**What the exercise asks:** How many lines in the records below contain the word "buckets"? State that number and nothing more.

**Data in this exercise:**

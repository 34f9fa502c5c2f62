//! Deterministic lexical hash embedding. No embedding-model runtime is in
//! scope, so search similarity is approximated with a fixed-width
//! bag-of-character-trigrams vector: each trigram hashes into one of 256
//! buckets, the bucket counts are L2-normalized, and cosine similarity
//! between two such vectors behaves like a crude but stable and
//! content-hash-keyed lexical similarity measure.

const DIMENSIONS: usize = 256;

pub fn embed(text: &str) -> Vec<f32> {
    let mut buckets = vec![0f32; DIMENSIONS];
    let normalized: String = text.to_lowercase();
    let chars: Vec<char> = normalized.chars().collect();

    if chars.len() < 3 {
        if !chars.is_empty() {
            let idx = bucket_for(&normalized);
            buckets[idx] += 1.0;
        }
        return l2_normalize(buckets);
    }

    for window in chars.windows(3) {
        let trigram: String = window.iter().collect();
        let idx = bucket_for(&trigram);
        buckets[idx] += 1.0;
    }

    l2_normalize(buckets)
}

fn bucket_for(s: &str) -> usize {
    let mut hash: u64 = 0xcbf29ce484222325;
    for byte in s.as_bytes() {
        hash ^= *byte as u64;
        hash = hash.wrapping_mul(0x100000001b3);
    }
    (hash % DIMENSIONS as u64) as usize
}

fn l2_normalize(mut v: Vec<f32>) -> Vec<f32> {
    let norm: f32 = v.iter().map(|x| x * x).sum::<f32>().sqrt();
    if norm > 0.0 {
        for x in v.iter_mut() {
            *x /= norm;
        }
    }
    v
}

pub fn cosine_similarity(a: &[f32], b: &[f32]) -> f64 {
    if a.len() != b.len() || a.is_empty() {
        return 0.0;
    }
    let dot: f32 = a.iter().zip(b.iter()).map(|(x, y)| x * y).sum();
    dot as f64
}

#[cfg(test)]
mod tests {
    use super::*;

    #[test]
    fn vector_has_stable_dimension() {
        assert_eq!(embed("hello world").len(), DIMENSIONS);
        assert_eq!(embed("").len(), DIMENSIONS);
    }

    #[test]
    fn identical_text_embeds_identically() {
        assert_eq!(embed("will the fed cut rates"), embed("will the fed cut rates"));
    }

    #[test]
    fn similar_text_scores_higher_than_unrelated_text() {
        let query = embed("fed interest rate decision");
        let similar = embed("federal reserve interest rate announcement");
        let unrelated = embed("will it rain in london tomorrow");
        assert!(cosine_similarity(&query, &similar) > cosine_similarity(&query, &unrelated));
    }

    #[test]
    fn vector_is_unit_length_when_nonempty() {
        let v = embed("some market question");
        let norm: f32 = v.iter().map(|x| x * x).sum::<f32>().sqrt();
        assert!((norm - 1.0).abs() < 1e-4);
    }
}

**Exercise output:** 6